Using the data below, copy out all lines with the word "hashing".

+++

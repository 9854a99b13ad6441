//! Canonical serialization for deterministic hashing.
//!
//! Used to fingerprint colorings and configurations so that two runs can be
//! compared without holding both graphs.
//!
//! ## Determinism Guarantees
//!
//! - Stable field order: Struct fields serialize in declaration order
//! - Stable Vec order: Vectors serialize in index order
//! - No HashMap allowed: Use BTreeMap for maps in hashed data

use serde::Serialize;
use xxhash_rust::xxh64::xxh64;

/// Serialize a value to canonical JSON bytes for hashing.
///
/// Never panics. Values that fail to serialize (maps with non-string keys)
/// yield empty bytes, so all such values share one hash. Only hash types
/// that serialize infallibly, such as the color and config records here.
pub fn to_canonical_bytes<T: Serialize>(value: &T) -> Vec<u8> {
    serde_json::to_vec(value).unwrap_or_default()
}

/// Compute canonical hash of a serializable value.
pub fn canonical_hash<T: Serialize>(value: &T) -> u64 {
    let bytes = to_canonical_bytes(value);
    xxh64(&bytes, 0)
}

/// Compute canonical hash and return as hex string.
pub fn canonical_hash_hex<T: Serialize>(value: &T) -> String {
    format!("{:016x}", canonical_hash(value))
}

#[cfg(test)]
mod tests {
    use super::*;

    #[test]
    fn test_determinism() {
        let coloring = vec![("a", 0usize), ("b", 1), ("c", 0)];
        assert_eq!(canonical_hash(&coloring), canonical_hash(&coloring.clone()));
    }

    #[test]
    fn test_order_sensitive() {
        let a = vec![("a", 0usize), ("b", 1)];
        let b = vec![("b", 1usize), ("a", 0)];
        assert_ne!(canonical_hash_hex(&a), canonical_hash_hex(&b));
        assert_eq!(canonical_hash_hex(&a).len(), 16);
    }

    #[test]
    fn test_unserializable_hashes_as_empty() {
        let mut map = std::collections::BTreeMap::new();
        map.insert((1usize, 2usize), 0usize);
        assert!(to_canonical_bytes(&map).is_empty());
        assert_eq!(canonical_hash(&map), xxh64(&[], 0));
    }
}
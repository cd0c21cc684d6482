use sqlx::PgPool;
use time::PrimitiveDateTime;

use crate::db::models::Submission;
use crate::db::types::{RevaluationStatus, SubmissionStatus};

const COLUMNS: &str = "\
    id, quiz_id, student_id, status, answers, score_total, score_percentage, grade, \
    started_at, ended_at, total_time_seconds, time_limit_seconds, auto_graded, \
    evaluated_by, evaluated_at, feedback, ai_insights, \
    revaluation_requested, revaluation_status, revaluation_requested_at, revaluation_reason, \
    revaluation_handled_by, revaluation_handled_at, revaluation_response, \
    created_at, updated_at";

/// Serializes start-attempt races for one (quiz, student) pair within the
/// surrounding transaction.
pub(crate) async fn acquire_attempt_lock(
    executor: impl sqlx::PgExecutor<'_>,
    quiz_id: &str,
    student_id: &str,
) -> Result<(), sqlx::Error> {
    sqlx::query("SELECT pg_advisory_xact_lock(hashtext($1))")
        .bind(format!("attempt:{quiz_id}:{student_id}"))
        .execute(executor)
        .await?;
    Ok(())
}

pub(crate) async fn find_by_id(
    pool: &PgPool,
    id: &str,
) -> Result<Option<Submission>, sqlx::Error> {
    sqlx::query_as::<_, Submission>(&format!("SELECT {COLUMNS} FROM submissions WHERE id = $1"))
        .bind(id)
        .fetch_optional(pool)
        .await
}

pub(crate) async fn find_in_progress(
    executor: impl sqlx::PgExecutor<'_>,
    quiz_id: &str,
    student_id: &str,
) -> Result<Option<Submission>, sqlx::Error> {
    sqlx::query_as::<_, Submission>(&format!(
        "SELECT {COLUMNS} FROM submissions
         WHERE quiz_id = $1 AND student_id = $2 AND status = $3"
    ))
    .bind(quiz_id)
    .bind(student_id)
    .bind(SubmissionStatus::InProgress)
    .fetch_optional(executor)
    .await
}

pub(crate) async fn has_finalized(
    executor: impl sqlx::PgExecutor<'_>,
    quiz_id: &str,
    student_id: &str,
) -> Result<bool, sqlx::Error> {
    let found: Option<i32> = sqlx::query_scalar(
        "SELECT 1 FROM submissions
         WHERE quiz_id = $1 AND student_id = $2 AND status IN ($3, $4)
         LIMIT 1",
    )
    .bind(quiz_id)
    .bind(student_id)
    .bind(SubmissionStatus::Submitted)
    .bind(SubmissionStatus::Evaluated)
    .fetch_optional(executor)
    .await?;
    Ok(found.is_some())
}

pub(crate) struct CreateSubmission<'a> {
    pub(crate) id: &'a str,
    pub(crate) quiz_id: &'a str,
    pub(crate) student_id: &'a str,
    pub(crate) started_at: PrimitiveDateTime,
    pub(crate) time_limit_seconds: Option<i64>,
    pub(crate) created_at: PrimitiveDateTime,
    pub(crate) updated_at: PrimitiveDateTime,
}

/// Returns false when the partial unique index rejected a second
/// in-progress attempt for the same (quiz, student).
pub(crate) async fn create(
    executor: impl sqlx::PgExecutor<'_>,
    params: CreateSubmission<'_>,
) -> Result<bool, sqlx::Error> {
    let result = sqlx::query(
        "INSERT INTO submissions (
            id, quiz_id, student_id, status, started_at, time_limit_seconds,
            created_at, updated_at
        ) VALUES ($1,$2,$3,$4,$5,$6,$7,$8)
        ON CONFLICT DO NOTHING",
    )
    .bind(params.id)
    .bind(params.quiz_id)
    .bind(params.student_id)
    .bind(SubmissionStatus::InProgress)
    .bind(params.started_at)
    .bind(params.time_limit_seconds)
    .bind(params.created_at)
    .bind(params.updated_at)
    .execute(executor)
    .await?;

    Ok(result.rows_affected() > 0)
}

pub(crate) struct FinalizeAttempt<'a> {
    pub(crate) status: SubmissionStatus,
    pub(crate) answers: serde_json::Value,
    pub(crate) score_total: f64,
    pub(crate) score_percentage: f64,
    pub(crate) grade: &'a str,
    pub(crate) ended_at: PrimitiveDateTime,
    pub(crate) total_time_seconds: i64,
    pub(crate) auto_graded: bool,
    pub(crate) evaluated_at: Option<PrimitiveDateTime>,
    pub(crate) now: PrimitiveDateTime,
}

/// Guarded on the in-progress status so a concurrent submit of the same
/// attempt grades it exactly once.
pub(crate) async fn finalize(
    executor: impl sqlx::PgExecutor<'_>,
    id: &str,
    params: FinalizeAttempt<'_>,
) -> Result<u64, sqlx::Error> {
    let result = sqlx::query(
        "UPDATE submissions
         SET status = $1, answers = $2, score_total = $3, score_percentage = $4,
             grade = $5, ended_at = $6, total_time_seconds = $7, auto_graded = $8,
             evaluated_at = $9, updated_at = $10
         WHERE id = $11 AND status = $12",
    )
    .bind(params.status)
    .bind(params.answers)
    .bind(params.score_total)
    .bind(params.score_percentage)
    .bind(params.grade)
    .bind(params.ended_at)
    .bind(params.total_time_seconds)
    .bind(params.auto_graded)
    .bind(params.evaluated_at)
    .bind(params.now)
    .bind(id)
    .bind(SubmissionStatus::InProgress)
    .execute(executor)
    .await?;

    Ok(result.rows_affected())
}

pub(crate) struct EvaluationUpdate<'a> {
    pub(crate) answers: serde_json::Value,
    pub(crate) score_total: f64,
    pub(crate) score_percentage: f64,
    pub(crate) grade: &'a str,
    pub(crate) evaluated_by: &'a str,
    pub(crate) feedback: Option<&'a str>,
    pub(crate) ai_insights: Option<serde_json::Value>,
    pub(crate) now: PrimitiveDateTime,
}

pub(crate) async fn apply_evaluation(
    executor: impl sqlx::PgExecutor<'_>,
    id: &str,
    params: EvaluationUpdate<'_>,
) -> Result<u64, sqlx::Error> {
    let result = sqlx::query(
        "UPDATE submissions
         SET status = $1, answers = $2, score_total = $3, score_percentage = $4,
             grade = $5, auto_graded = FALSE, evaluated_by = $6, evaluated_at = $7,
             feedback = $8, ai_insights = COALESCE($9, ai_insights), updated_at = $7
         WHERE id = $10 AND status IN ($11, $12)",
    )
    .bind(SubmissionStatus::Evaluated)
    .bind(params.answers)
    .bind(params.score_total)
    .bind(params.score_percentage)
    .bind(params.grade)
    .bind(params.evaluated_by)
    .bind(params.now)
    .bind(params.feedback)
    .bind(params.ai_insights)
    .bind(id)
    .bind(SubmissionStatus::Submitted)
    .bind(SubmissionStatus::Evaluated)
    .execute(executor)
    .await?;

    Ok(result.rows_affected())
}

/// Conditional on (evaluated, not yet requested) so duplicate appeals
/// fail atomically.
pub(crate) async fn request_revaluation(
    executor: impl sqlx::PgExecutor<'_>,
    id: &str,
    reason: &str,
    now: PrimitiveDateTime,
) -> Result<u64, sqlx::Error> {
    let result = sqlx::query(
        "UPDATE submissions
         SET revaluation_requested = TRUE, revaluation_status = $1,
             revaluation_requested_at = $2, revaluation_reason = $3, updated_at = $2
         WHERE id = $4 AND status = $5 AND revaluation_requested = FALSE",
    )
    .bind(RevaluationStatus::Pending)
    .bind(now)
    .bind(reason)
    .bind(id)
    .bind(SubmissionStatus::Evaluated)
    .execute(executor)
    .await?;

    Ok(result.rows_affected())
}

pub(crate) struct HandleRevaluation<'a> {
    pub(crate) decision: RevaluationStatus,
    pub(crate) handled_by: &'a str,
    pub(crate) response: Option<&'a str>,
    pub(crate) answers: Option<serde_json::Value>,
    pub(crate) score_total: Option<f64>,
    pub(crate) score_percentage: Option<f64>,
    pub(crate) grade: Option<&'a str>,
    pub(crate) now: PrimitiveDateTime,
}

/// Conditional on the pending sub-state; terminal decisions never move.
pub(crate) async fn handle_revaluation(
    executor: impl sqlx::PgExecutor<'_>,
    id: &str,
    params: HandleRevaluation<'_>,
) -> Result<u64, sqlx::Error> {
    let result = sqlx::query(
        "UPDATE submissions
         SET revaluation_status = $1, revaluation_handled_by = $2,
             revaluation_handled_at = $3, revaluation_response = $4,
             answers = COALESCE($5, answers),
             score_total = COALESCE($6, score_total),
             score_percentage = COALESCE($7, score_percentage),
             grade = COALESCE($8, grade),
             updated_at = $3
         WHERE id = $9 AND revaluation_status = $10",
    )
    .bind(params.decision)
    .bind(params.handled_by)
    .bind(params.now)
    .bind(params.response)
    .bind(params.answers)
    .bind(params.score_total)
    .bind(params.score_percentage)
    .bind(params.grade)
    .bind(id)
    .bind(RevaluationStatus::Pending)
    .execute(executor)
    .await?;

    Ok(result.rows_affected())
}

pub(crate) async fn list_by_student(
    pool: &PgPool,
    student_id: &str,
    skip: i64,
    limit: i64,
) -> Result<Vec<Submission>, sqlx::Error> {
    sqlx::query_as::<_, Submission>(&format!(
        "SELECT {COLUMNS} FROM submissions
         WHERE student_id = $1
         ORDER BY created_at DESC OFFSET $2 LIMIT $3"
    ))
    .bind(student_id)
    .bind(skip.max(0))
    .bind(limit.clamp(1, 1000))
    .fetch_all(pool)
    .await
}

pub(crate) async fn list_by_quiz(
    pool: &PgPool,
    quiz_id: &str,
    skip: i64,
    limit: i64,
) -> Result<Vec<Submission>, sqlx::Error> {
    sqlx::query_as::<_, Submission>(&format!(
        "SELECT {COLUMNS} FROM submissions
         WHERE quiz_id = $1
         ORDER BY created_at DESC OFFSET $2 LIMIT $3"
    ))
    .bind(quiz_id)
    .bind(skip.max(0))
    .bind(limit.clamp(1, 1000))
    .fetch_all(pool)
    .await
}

+++

● TASK RESPONSE:
//! Canonical serialization for deterministic hashing.
/// Serialize a value to canonical JSON bytes for hashing.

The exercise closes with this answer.